Tiff:Can you talk a little bit about the data that is generated about your body through this open source app?
Sarah:Yeah. So this is actually one of the interesting things about the open source versions. I don't know where in the cloud the data from an official manufacturer app would be saved or who would have access to it. I do live in Germany and I know that Germany's data protection laws are very strong. And the health data is particularly protected. Actually, I think that it's so protected that there are some moves to make it that some doctors say it causes problems for them because they have trouble communicating or doing data sharing with other doctors who might have the same patient. But I'm not an expert in that by any means. However, in this world of the open source apps that I use, I am fairly sure that no one has that data, but me.
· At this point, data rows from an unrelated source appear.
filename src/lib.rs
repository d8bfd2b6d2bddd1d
pub mod application;
pub mod config;
pub mod domain;
pub mod infrastructure;
pub mod presentation;
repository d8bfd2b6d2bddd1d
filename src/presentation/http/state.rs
// src/presentation/http/state.rs
use crate::application::services::ApplicationServices;
use std::sync::Arc;

#[derive(Clone)]
pub struct HttpState {
    pub services: Arc<ApplicationServices>,
}
pub mod database;
pub mod generation;
pub mod repositories;
pub mod time;
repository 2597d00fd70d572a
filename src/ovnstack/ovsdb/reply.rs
/*
 * Copyright (C) 2024 The Nanocloud Authors
 *
 * Licensed under the Apache License, Version 2.0 (the "License");
 * you may not use this file except in compliance with the License.
 * You may obtain a copy of the License at
 *
 * http://www.apache.org/licenses/LICENSE-2.0
 *
 * Unless required by applicable law or agreed to in writing, software
 * distributed under the License is distributed on an "AS IS" BASIS,
 * WITHOUT WARRANTIES OR CONDITIONS OF ANY KIND, either express or implied.
 * See the License for the specific language governing permissions and
 * limitations under the License.
 */


use super::driver::DriverError;
use std::iter::Peekable;
use std::str::Chars;

/// A driver reply decoded once into rows of unquoted values.
///
/// Each non-blank output line becomes one row. A line is either a
/// whitespace-separated list of atoms or a bracketed set `[a, b]`. Atoms may be
/// bare or wrapped in double or single quotes with backslash escapes.
#[derive(Clone, Debug, Default, PartialEq, Eq)]
pub struct Reply {
    rows: Vec<Vec<String>>,
}

impl Reply {
    pub fn decode(command: &str, lines: &[String]) -> Result<Self, DriverError> {
        let mut rows = Vec::new();
        for line in lines {
            let trimmed = line.trim();
            if trimmed.is_empty() {
                continue;
            }
            let row = decode_line(trimmed).map_err(|detail| DriverError::Malformed {
                command: command.to_string(),
                detail: format!("{detail} in line {trimmed:?}"),
            })?;
            if !row.is_empty() {
                rows.push(row);
            }
        }
        Ok(Reply { rows })
    }

    pub fn is_empty(&self) -> bool {
        self.rows.is_empty()
    }

    pub fn rows(&self) -> &[Vec<String>] {
        &self.rows
    }

    /// First value of the first row; the usual shape of a `get` reply.
    pub fn first(&self) -> Option<&str> {
        self.rows
            .first()
            .and_then(|row| row.first())
            .map(String::as_str)
            .filter(|value| !value.is_empty())
    }

    /// All values of all rows in order.
    pub fn values(&self) -> impl Iterator<Item = &str> {
        self.rows
            .iter()
            .flat_map(|row| row.iter().map(String::as_str))
            .filter(|value| !value.is_empty())
    }
}

fn decode_line(line: &str) -> Result<Vec<String>, String> {
    if let Some(rest) = line.strip_prefix('[') {
        let inner = rest
            .strip_suffix(']')
            .ok_or_else(|| "unterminated set".to_string())?;
        return decode_set(inner);
    }
    if line.ends_with(']') && !line.contains('[') {
        return Err("unbalanced set bracket".to_string());
    }

    let mut chars = line.chars().peekable();
    let mut values = Vec::new();
    loop {
        skip_whitespace(&mut chars);
        if chars.peek().is_none() {
            break;
        }
        values.push(decode_atom(&mut chars, |c| c.is_whitespace())?);
    }
    Ok(values)
}

fn decode_set(inner: &str) -> Result<Vec<String>, String> {
    let mut chars = inner.chars().peekable();
    let mut values = Vec::new();
    loop {
        skip_whitespace(&mut chars);
        if chars.peek().is_none() {
            break;
        }
        let value = decode_atom(&mut chars, |c| c == ',' || c.is_whitespace())?;
        values.push(value);
        skip_whitespace(&mut chars);
        match chars.next() {
            None => break,
            Some(',') => continue,
            Some(other) => return Err(format!("unexpected {other:?} between set elements")),
        }
    }
    Ok(values)
}

fn decode_atom(
    chars: &mut Peekable<Chars<'_>>,
    is_boundary: impl Fn(char) -> bool,
) -> Result<String, String> {
    match chars.peek().copied() {
        Some(quote @ ('"' | '\'')) => {
            chars.next();
            let value = decode_quoted(chars, quote)?;
            match chars.peek() {
                Some(&next) if !is_boundary(next) => {
                    Err(format!("unexpected {next:?} after quoted value"))
                }
                _ => Ok(value),
            }
        }
        _ => {
            let mut value = String::new();
            while let Some(&next) = chars.peek() {
                if is_boundary(next) {
                    break;
                }
                if next == '"' || next == '\'' {
                    return Err("stray quote inside bare value".to_string());
                }
                value.push(next);
                chars.next();
            }
            Ok(value)
        }
    }
}

fn decode_quoted(chars: &mut Peekable<Chars<'_>>, quote: char) -> Result<String, String> {
    let mut value = String::new();
    while let Some(c) = chars.next() {
        if c == quote {
            return Ok(value);
        }
        if c == '\\' {
            match chars.next() {
                Some('n') => value.push('\n'),
                Some('t') => value.push('\t'),
                Some(escaped) => value.push(escaped),
                None => break,
            }
            continue;
        }
        value.push(c);
    }
    Err("unterminated quoted value".to_string())
}

fn skip_whitespace(chars: &mut Peekable<Chars<'_>>) {
    while chars.peek().is_some_and(|c| c.is_whitespace()) {
        chars.next();
    }
}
I run the server for the streams too. I set it up myself and that was annoying. It is kind of interestingly a way to have a little bit more oversight into where it goes and to whom in the questions, preceding this episode, you sent me some thoughts about visibility and privacy. And it's certainly true that you, depending on what devices, conditions or technologies you may be using, there may be required ways that you have to give up privacy. I certainly felt uncomfortable about wearing something on my body all the time. It was tracking me at first. I would have not been a person who ever wanted to have a step tracker or whoever wanted to be monitoring my, any biometric 24/7. And then I very quickly was like, I guess I just had to get over that. And then did. But now that I have moved back from using any of the sort of official ones, I'm in a world where I do have more privacy again. But I think also, you know, there's some stuff to say about privacy and community and how the power lines are all drawn in this relationship that are very interesting. I think that the opposite of privacy is not community.
Tiff:That makes sense.
Sarah:So like the opposite of privacy is in my way of thinking about it like surveillance. And it's not that I, you know, I tend to be a person who thinks privacy is very important. I tend to be a person who thinks that we should have pretty wide ability to consent to what data we might make or produce could be or should be shared where. But kind of interestingly, you know, in the world of these open source tech that I'm using, I am like embedded. I have more privacy, but I am more embedded in community because all of these apps are made by individuals, mostly I think in their spare time. And all of the communication about them is in group chats and on message boards. You know, I feel both such psychological relief. I can't even like very profound when I, as a software developer already, which I was. If I have a question about how this works, I can just go into it. If I am really annoyed by how it works, I can fix it or change it or experiment with it. But also, I can ask that people who made it directly in a message. I mean, I don't want to say that it's all, you know, sunshine and roses in this world. It's definitely harder. Many things about the apps, you know, are not very polished. They're definitely not actually, they're not that accessible to everyone because they do require a bit of technical work to get running them. So either you or realistically someone in your personal life needs to be willing to help you with that, to use them because, you know, your doctor actually isn't legally allowed to. And if you're confused about something, there's no customer support hotline you can call. There's also risk involved, you know, if I had set it up in correctly, I could be receiving, you know, incorrect or at least not optimal insulin doses. So, you know, the user has to put in more legwork to get them working. So, in some sense, they're actually not very accessible. Though actually, they're really accessible in other senses. For example, like the CGM app has a completely audio only interface. So you can, it will read out everything to you in audio and you can also interact with it all this way. So, you know, I guess it's, it's very different than using official professional software. But you do have a feeling of agency and you do have a feeling of being supported by a community of other people who have similar experiences to you.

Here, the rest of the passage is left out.